Alors oui, je suis encouragée à être épanouie dans ma vie professionnelle, à trouver ma “mission de vie”. Dans la sphère familiale : à être en même temps une mère qui dépote et une mère attentive aux besoins de mes enfants.  Et j’irai même plus loin, aujourd’hui, être « un peu égoïste » est même encouragée, ou plutôt largement déculpabilisée. A l’inverse, certains trouvent tout cela bien trop nombriliste.

Ce retour à soi est-il compatible avec l’attention portée aux autres, avec la générosité ? Et là, ça me chicote. Si je donne trop, on me dit que je frôle le burnout. Mais si je ne donne pas assez, c’est moi qui ne me sens pas bien. Être généreux, qu’est-ce que cela veut dire, au fond ?

Constat

  • la générosité, qu’est-ce que c’est ?

J’aime beaucoup explorer les définitions du CNRS, qui met en ligne un lexique vraiment poussé. Il est illustré de beaucoup de citations et d’extraits littéraires. Au mot « générosité », je lis plusieurs explications.

    • La première, c’est la « grandeur d’âme ». Oubli de soi, qualité de celui (celle) qui est enclin(e) à s’occuper des autres sans préoccupation d’intérêt personnel. (En plein dans le mille. Dès la première ligne, la générosité est opposée à l’égoïsme.

    • La deuxième, c’est, je cite, « une disposition à la bienveillance, à la bonté, au pardon. »

    • Je trouve aussi « Disposition à donner largement, avec libéralité — A l’inverse de l’avarice ».

Ces trois variations nous montrent bien que la générosité est avant tout immatérielle, avant d’être matérielle. En effet, il n’est pas seulement question d’argent. Je peux être généreux en temps, en écoute, en services rendus, en attention portée à quelqu’un.

Comment être heureux ?

Nous l’avons répété plusieurs fois, nous sommes faits pour être heureux. Et plus nous sommes heureux, plus nous pouvons rendre les autres heureux. Puisque nous citons de grands hommes, je trouve que le grand philosophe grec Sénèque cerne bien notre mission. Il dit que « la fonction de l’homme est de pratiquer la bienfaisance » (Sénèque, Des bienfaits).

Alors voilà.
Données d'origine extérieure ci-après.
//! Configuration types, built from environment variables.

use std::time::Duration;

use crate::error::ConfigError;

fn env_parse<T: std::str::FromStr>(key: &str) -> Option<T> {
    std::env::var(key).ok().and_then(|s| s.trim().parse().ok())
}

fn env_list(key: &str) -> Vec<String> {
    std::env::var(key)
        .unwrap_or_default()
        .split(',')
        .map(|s| s.trim().to_string())
        .filter(|s| !s.is_empty())
        .collect()
}

fn positive(key: &str, value: usize) -> Result<(), ConfigError> {
    if value == 0 {
        return Err(ConfigError::InvalidValue {
            key: key.to_string(),
            message: "must be at least 1".to_string(),
        });
    }
    Ok(())
}

fn nonzero(key: &str, value: Duration) -> Result<(), ConfigError> {
    if value.is_zero() {
        return Err(ConfigError::InvalidValue {
            key: key.to_string(),
            message: "must be greater than zero".to_string(),
        });
    }
    Ok(())
}

/// Limits for a single-process [`BoundedQueue`](crate::queue::BoundedQueue).
#[derive(Debug, Clone)]
pub struct QueueConfig {
    /// Maximum number of tasks executing at once.
    pub max_concurrent: usize,
    /// Maximum number of tasks waiting for a slot.
    pub max_queue_size: usize,
    /// How long a task may wait before it is evicted.
    pub queue_timeout: Duration,
    /// Seed for the rolling task-duration average used in wait estimates.
    pub average_task_duration: Duration,
}

impl Default for QueueConfig {
    fn default() -> Self {
        Self {
            max_concurrent: 1,
            max_queue_size: 10,
            queue_timeout: Duration::from_millis(120_000),
            average_task_duration: Duration::from_millis(30_000),
        }
    }
}

impl QueueConfig {
    pub fn from_env() -> Self {
        let defaults = Self::default();
        Self {
            max_concurrent: env_parse("MAX_CONCURRENT").unwrap_or(defaults.max_concurrent),
            max_queue_size: env_parse("MAX_QUEUE_SIZE").unwrap_or(defaults.max_queue_size),
            queue_timeout: env_parse("QUEUE_TIMEOUT_MS")
                .map(Duration::from_millis)
                .unwrap_or(defaults.queue_timeout),
            average_task_duration: env_parse("AVG_TASK_DURATION_MS")
                .map(Duration::from_millis)
                .unwrap_or(defaults.average_task_duration),
        }
    }

    pub fn validate(&self) -> Result<(), ConfigError> {
        positive("MAX_CONCURRENT", self.max_concurrent)?;
        positive("MAX_QUEUE_SIZE", self.max_queue_size)?;
        nonzero("QUEUE_TIMEOUT_MS", self.queue_timeout)
    }
}

/// Coordinator settings: discovery, admission and polling.
#[derive(Debug, Clone)]
pub struct DispatchConfig {
    /// Logical service name resolved to worker addresses.
    pub service_name: String,
    /// Port the workers listen on.
    pub worker_port: u16,
    /// Fixed worker addresses; when non-empty, DNS discovery is skipped.
    pub static_addresses: Vec<String>,
    pub max_queue_size: usize,
    pub queue_timeout: Duration,
    /// Per-call timeout on the remote analyze request.
    pub call_timeout: Duration,
    pub discovery_interval: Duration,
    pub health_interval: Duration,
    /// Timeout on a single `/health` probe.
    pub health_timeout: Duration,
    pub average_job_duration: Duration,
}

impl Default for DispatchConfig {
    fn default() -> Self {
        Self {
            service_name: "worker".to_string(),
            worker_port: 8080,
            static_addresses: Vec::new(),
            max_queue_size: 10,
            queue_timeout: Duration::from_millis(120_000),
            call_timeout: Duration::from_millis(120_000),
            discovery_interval: Duration::from_secs(30),
            health_interval: Duration::from_secs(10),
            health_timeout: Duration::from_millis(5_000),
            average_job_duration: Duration::from_millis(30_000),
        }
    }
}

impl DispatchConfig {
    pub fn from_env() -> Self {
        let defaults = Self::default();
        Self {
            service_name: std::env::var("WORKER_SERVICE").unwrap_or(defaults.service_name),
            worker_port: env_parse("WORKER_PORT").unwrap_or(defaults.worker_port),
            static_addresses: env_list("WORKER_ADDRESSES"),
            max_queue_size: env_parse("MAX_QUEUE_SIZE").unwrap_or(defaults.max_queue_size),
            queue_timeout: env_parse("QUEUE_TIMEOUT_MS")
                .map(Duration::from_millis)
                .unwrap_or(defaults.queue_timeout),
            call_timeout: env_parse("CALL_TIMEOUT_MS")
                .map(Duration::from_millis)
                .unwrap_or(defaults.call_timeout),
            discovery_interval: env_parse("DISCOVERY_INTERVAL_SECS")
                .map(Duration::from_secs)
                .unwrap_or(defaults.discovery_interval),
            health_interval: env_parse("HEALTH_INTERVAL_SECS")
                .map(Duration::from_secs)
                .unwrap_or(defaults.health_interval),
            health_timeout: env_parse("HEALTH_TIMEOUT_MS")
                .map(Duration::from_millis)
                .unwrap_or(defaults.health_timeout),
            average_job_duration: env_parse("AVG_TASK_DURATION_MS")
                .map(Duration::from_millis)
                .unwrap_or(defaults.average_job_duration),
        }
    }

    pub fn validate(&self) -> Result<(), ConfigError> {
        if self.service_name.trim().is_empty() && self.static_addresses.is_empty() {
            return Err(ConfigError::InvalidValue {
                key: "WORKER_SERVICE".to_string(),
                message: "set a service name or WORKER_ADDRESSES".to_string(),
            });
        }
        positive("MAX_QUEUE_SIZE", self.max_queue_size)?;
        nonzero("QUEUE_TIMEOUT_MS", self.queue_timeout)?;
        nonzero("CALL_TIMEOUT_MS", self.call_timeout)?;
        nonzero("DISCOVERY_INTERVAL_SECS", self.discovery_interval)?;
        nonzero("HEALTH_INTERVAL_SECS", self.health_interval)?;
        nonzero("HEALTH_TIMEOUT_MS", self.health_timeout)
    }
}

/// Default analyzer invocation. `{target}` and `{mode}` are substituted per job.
pub const DEFAULT_ANALYZER_COMMAND: &str = "lighthouse {target} --output=json --quiet \
     --only-categories=performance,accessibility,best-practices,seo \
     --form-factor={mode} --chrome-flags=--headless=new";

/// Worker-process settings.
#[derive(Debug, Clone)]
pub struct WorkerConfig {
    /// Identifier reported in results and `/health`.
    pub worker_id: String,
    /// Whitespace-separated analyzer command line.
    pub analyzer_command: String,
    /// Hard limit on a single analyzer run.
    pub analyzer_timeout: Duration,
    pub queue: QueueConfig,
}

impl Default for WorkerConfig {
    fn default() -> Self {
        Self {
            worker_id: "local".to_string(),
            analyzer_command: DEFAULT_ANALYZER_COMMAND.to_string(),
            analyzer_timeout: Duration::from_secs(90),
            queue: QueueConfig::default(),
        }
    }
}

impl WorkerConfig {
    pub fn from_env() -> Self {
        let defaults = Self::default();
        Self {
            worker_id: std::env::var("WORKER_ID").unwrap_or(defaults.worker_id),
            analyzer_command: std::env::var("ANALYZER_COMMAND")
                .unwrap_or(defaults.analyzer_command),
            analyzer_timeout: env_parse("ANALYZER_TIMEOUT_SECS")
                .map(Duration::from_secs)
                .unwrap_or(defaults.analyzer_timeout),
            queue: QueueConfig::from_env(),
        }
    }

    pub fn validate(&self) -> Result<(), ConfigError> {
        if self.analyzer_command.split_whitespace().next().is_none() {
            return Err(ConfigError::InvalidValue {
                key: "ANALYZER_COMMAND".to_string(),
                message: "must not be empty".to_string(),
            });
        }
        nonzero("ANALYZER_TIMEOUT_SECS", self.analyzer_timeout)?;
        self.queue.validate()
    }
}

/// Which HTTP surface this process serves.
#[derive(Debug, Clone, Copy, PartialEq, Eq)]
pub enum Role {
    Coordinator,
    Worker,
}

impl std::str::FromStr for Role {
    type Err = ConfigError;

    fn from_str(s: &str) -> Result<Self, Self::Err> {
        match s.trim().to_ascii_lowercase().as_str() {
            "coordinator" | "queue-manager" => Ok(Self::Coordinator),
            "worker" => Ok(Self::Worker),
            other => Err(ConfigError::UnknownRole(other.to_string())),
        }
    }
}

/// Process-level settings.
#[derive(Debug, Clone)]
pub struct ServerConfig {
    pub role: Role,
    pub port: u16,
}

impl ServerConfig {
    pub fn from_env() -> Result<Self, ConfigError> {
        let role = match std::env::var("DISPATCH_ROLE") {
            Ok(raw) => raw.parse()?,
            Err(_) => Role::Coordinator,
        };
        Ok(Self {
            role,
            port: env_parse("PORT").unwrap_or(8080),
        })
    }
}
Le tableau est vaste. Il est beau, il donne envie. Toutes les définitions convergent à souligner la dimension positive et bienfaisante de la générosité. Comme si c’était une vertu nécessaire pour être heureux.

Il est vrai aussi que nous pouvons trouver cela ambitieux.  Et puis surtout, comme nous le disions en introduction, toute cette idée de générosité et de grandeur d’âme vient chatouiller notre désir de nous recentrer sur nous-même.

Parfois nous aimerions avoir plus d’énergie, ou tout simplement l’envie d’être plus généreux. Le sentiment que nous pourrions en faire bien plus. Et vous ? vous définissez vous comme une personne généreuse ? Ou à l’inverse, aimeriez-vous l’être un peu plus ?

La difficulté d’exprimer la générosité

Pourquoi ai-je parfois du mal à être généreux ?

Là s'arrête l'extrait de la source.